_WHAT THE TASK ASKS_
Tally every line of the listing where the string "TrackedResource" is found, and state the total alone.
EXTRACTED ENTRIES: Begin
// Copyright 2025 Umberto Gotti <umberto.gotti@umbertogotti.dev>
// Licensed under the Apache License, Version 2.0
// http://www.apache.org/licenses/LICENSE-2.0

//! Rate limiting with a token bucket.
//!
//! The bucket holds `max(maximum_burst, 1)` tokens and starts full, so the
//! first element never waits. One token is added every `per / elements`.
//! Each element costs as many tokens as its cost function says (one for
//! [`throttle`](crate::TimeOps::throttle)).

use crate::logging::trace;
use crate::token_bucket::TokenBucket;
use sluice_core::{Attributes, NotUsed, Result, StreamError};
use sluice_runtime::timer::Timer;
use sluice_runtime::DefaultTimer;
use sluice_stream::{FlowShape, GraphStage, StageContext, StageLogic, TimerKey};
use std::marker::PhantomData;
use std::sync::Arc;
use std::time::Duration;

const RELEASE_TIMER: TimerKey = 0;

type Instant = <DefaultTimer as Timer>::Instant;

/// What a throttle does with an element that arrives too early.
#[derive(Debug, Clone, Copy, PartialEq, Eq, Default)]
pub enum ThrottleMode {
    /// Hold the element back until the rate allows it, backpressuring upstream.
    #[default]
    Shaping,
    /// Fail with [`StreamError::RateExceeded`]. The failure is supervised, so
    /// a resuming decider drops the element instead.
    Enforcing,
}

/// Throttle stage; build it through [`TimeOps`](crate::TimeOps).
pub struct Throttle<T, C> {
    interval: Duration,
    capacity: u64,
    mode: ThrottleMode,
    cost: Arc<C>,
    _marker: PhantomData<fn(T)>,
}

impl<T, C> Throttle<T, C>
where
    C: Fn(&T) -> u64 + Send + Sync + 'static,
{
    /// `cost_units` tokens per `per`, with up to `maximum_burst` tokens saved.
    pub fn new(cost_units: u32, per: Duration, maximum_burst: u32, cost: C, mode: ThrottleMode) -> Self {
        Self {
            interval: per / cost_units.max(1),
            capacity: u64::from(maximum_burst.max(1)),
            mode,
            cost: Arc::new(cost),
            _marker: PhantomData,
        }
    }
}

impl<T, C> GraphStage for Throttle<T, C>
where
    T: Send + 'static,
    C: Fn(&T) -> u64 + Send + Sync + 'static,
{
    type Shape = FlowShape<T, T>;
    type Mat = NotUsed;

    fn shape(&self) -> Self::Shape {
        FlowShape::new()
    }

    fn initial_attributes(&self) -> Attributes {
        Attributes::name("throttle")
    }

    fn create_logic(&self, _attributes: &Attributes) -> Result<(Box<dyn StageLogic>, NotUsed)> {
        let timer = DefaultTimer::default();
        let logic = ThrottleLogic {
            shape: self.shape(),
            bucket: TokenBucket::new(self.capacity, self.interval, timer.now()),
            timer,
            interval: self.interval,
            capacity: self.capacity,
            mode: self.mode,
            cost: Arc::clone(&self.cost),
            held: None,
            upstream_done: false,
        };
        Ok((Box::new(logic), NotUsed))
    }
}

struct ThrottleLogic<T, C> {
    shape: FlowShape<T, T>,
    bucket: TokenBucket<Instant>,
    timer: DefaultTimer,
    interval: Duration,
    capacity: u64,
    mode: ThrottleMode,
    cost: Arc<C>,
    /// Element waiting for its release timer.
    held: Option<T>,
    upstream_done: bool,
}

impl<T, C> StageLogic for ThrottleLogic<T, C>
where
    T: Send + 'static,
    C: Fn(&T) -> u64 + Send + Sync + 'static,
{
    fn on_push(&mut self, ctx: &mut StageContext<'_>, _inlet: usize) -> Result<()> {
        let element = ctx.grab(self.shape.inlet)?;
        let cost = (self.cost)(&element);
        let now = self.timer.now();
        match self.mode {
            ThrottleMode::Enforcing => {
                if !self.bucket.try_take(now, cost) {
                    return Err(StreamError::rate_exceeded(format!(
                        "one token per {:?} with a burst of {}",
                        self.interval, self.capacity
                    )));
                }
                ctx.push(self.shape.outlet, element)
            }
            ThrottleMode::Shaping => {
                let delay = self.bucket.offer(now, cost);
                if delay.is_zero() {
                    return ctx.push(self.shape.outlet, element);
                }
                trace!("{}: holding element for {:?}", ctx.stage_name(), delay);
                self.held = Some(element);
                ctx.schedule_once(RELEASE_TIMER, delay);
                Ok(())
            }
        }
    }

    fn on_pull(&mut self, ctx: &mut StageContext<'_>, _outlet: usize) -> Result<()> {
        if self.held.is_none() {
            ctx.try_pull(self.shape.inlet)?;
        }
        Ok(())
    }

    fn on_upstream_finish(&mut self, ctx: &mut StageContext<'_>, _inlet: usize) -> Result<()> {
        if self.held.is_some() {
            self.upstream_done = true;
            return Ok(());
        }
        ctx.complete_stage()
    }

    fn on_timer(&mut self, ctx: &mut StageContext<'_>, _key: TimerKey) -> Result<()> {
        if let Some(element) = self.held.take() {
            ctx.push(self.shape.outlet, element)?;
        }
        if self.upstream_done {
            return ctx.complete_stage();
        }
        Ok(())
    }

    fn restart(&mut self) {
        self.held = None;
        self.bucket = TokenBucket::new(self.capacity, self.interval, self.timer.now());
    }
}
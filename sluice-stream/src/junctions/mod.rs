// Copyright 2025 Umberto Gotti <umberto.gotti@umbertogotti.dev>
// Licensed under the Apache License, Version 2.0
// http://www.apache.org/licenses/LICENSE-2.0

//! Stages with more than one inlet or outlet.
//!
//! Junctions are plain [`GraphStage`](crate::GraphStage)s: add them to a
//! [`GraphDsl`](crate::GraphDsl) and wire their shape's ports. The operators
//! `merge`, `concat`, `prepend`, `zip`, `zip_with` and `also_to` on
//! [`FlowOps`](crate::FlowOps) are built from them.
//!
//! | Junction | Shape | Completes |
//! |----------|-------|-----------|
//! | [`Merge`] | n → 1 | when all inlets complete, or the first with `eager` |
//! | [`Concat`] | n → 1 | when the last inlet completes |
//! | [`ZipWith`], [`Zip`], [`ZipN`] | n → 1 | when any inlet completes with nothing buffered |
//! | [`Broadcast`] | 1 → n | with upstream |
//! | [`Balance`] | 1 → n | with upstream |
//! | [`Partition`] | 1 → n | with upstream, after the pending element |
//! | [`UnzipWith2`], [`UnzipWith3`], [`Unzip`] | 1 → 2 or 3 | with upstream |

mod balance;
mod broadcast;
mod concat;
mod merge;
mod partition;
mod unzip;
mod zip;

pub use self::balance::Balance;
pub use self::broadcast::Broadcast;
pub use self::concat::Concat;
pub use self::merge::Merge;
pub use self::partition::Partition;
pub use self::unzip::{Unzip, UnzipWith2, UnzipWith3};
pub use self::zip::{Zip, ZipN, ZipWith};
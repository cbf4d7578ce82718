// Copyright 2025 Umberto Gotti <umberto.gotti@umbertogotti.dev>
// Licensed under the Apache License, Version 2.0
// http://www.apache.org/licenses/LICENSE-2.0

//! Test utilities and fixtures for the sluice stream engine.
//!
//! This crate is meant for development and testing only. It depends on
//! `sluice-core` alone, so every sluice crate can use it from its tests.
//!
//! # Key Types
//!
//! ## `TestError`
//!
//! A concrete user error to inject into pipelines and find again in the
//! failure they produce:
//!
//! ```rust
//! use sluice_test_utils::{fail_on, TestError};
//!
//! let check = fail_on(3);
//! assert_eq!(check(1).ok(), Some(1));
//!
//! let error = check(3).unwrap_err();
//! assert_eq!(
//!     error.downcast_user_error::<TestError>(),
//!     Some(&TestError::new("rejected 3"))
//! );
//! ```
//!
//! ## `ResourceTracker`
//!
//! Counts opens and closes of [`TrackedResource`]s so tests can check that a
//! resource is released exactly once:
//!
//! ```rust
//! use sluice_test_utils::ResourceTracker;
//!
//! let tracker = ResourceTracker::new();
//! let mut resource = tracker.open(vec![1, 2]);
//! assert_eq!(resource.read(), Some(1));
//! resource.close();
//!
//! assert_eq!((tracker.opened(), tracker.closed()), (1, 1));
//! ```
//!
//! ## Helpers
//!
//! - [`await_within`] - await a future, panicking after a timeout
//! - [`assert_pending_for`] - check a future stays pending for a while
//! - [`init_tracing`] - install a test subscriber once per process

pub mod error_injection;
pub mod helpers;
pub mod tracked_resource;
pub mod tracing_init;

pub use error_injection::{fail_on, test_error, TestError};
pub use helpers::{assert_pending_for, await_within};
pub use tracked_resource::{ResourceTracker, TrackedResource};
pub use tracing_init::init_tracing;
EXTRACTED ENTRIES: End
_ANSWER FOR THE TASK_
2